Par3 inhibition does not affect cell adhesion in Xenopus or zebrafish. (A-F) Cell adhesion molecules analysed in Xenopus embryos. (A-C) Immunostaining against β-catenin in control (A) or Par3MO-injected NC cells (B). (C) Pixel intensity of β-catenin immunostaining was measured across the contact and normalised to the average value background levels 5 μm away from the contact for each image. There is no difference in pixel intensity between control cells (n=84 contacts) and Par3MO-injected cells (n=44 contacts; P>0.05 at all distances from contact). (D-F) Control (D) or Par3MO-injected (E) NC cells expressing p120-cateninGFP. (F) Pixel intensity analysis as described in C. There is no difference in pixel intensity of p120-catenin immunostaining between control cells (n=24 contacts) and Par3MO-injected cells (n=41 contacts; P>0.05 at all distances from contact). (G-L) N-cadherin immunostaining in control (G-I) or Par3MO injected (J-L) zebrafish embryos. sox10GFP transgenic embryos were used to identify NC cells. Note that N-cadherin staining is not affected by Par3MO in the NC. n=150 embryos, fixed at 24 hpf. (M-P) Cell adhesion is not affected by Par3MO. (M) Schematic representation of the cell reaggregation assay. (N) Control Xenopus NC cells. (O) Control/Par3MO Xenopus NC cells. (P) Control/N-cadherinMO Xenopus NC cells. Scale bars: 10 μm.

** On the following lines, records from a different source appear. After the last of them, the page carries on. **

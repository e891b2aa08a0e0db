//! Macro-to-constant promotion
//!
//! This module scans the compilation's preprocessor macros once, after
//! structural mapping and the binding-stage rules have run, and promotes
//! matching macros into typed constant declarations inside a synthetic
//! container class.
//!
//! A macro is promoted when some rule's regex spans its entire name and
//! its value is not blank. Value expressions that are not pure integer
//! literals are scanned for references to other macros, which are rewritten
//! to their promoted names so cross-macro arithmetic keeps resolving.

use lazy_static::lazy_static;
use regex::Regex;
use tracing::debug;

use crate::binding::{BindingNode, BindingTree};
use crate::diagnostics::{BindError, BindResult};
use crate::header::HeaderMacro;
use crate::rules::full_match;
use crate::types::CsType;

lazy_static! {
    /// Identifier tokens inside macro value expressions. Two characters
    /// minimum, letter first; boundary characters are checked separately.
    static ref IDENT_REGEX: Regex = Regex::new(r"[A-Za-z]\w+").unwrap();
}

/// Name or value transform applied while promoting a macro.
pub type MacroTransform = Box<dyn Fn(&str) -> String>;

/// A promotion rule: which macros it claims and how to shape the
/// resulting constant.
pub struct MacroRule {
    pattern: Regex,
    only_unclaimed: bool,
    const_type: CsType,
    file_name: String,
    container: String,
    name_transform: Option<MacroTransform>,
    value_transform: Option<MacroTransform>,
}

impl MacroRule {
    /// Create a rule promoting macros whose name fully matches `pattern`
    /// into constants of `const_type`, hosted by `container` in
    /// `file_name`.
    pub fn new(
        pattern: &str,
        const_type: CsType,
        file_name: impl Into<String>,
        container: impl Into<String>,
    ) -> BindResult<Self> {
        let pattern = Regex::new(pattern)
            .map_err(|e| BindError::invalid_pattern(pattern, e.to_string()))?;
        Ok(Self {
            pattern,
            only_unclaimed: false,
            const_type,
            file_name: file_name.into(),
            container: container.into(),
            name_transform: None,
            value_transform: None,
        })
    }

    /// Skip this rule for macros already claimed by an earlier rule in the
    /// same scan.
    pub fn only_unclaimed(mut self) -> Self {
        self.only_unclaimed = true;
        self
    }

    /// Set the constant-name transform (default: identity).
    pub fn name_transform(mut self, f: impl Fn(&str) -> String + 'static) -> Self {
        self.name_transform = Some(Box::new(f));
        self
    }

    /// Set the value transform (default: identity).
    pub fn value_transform(mut self, f: impl Fn(&str) -> String + 'static) -> Self {
        self.value_transform = Some(Box::new(f));
        self
    }

    fn transform_name(&self, name: &str) -> String {
        match &self.name_transform {
            Some(f) => f(name),
            None => name.to_string(),
        }
    }

    fn transform_value(&self, value: &str) -> String {
        match &self.value_transform {
            Some(f) => f(value),
            None => value.to_string(),
        }
    }
}

/// Promote matching macros into constants, appending them to their rules'
/// synthetic containers in macro-scan order.
///
/// Runs exactly once per generation, after all structural mapping and
/// binding-stage rules.
pub fn promote(
    tree: &mut BindingTree,
    namespace: &str,
    macros: &[HeaderMacro],
    rules: &[MacroRule],
) {
    let mut promoted = 0usize;

    for mac in macros {
        if mac.is_blank() {
            continue;
        }

        let mut processed = false;
        for rule in rules {
            if !full_match(&rule.pattern, &mac.name) {
                continue;
            }
            if processed && rule.only_unclaimed {
                continue;
            }
            promote_one(tree, namespace, macros, rule, mac);
            processed = true;
            promoted += 1;
        }
    }

    debug!(constants = promoted, "macro promotion complete");
}

fn promote_one(
    tree: &mut BindingTree,
    namespace: &str,
    macros: &[HeaderMacro],
    rule: &MacroRule,
    mac: &HeaderMacro,
) {
    let name = rule.transform_name(&mac.name);
    let mut value = rule.transform_value(&mac.value);

    // Pure integer literals cannot reference other macros.
    if value.trim().parse::<i64>().is_err() {
        value = rename_macro_refs(&value, macros, |n| rule.transform_name(n));
    }

    let file = tree.ensure_file(&rule.file_name);
    let ns = tree.ensure_namespace(file, namespace);
    let container = tree.ensure_container(ns, &rule.container);
    tree.add_child(
        container,
        BindingNode::constant(name, rule.const_type.clone(), value),
    );
}

/// Rewrite references to known macros inside a value expression.
///
/// Tokens are runs of alphanumeric/underscore characters starting with a
/// letter, bounded by the string edges, whitespace, or one of
/// `( ) | & - +`. A token equal to a known macro name is replaced with its
/// renamed form; everything else is copied through untouched. The scan is
/// left-to-right into a fresh buffer, so replacements of differing length
/// never disturb later match positions.
pub fn rename_macro_refs(
    expression: &str,
    macros: &[HeaderMacro],
    rename: impl Fn(&str) -> String,
) -> String {
    let mut result = String::with_capacity(expression.len());
    let mut last = 0;

    for m in IDENT_REGEX.find_iter(expression) {
        result.push_str(&expression[last..m.start()]);

        let bounded_before = expression[..m.start()]
            .chars()
            .next_back()
            .map_or(true, is_boundary);
        let bounded_after = expression[m.end()..].chars().next().map_or(true, is_boundary);
        let known = macros.iter().any(|mac| mac.name == m.as_str());

        if bounded_before && bounded_after && known {
            result.push_str(&rename(m.as_str()));
        } else {
            result.push_str(m.as_str());
        }
        last = m.end();
    }

    result.push_str(&expression[last..]);
    result
}

fn is_boundary(c: char) -> bool {
    matches!(c, '(' | ')' | '|' | '&' | '-' | '+') || c.is_whitespace()
}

Par3 is required for CIL in vivo in zebrafish. Single frames from time-lapse movies illustrating a collision between two cranial NC cells (1 and 2) in a zebrafish embryo injected with ControlMO (A,B) or Par3MO (D,E). Images are overlapped with tracks of migratory paths (A,D) or the difference in protrusion between current and previous frames (B,E). Red area indicates new protrusions. (C,F) Velocity vectors of colliding NC cells in ControlMO-injected (C) or Par3MO-injected (F) embryos. Cell position was recorded at 5-minute intervals. Velocity change was clustered in ControlMO-injected cells (n=10; P<0.05), but no difference in the velocity change was observed in Par3MO-injected cells (n=9; P>0.1). Red arrow indicates the initial velocity vector.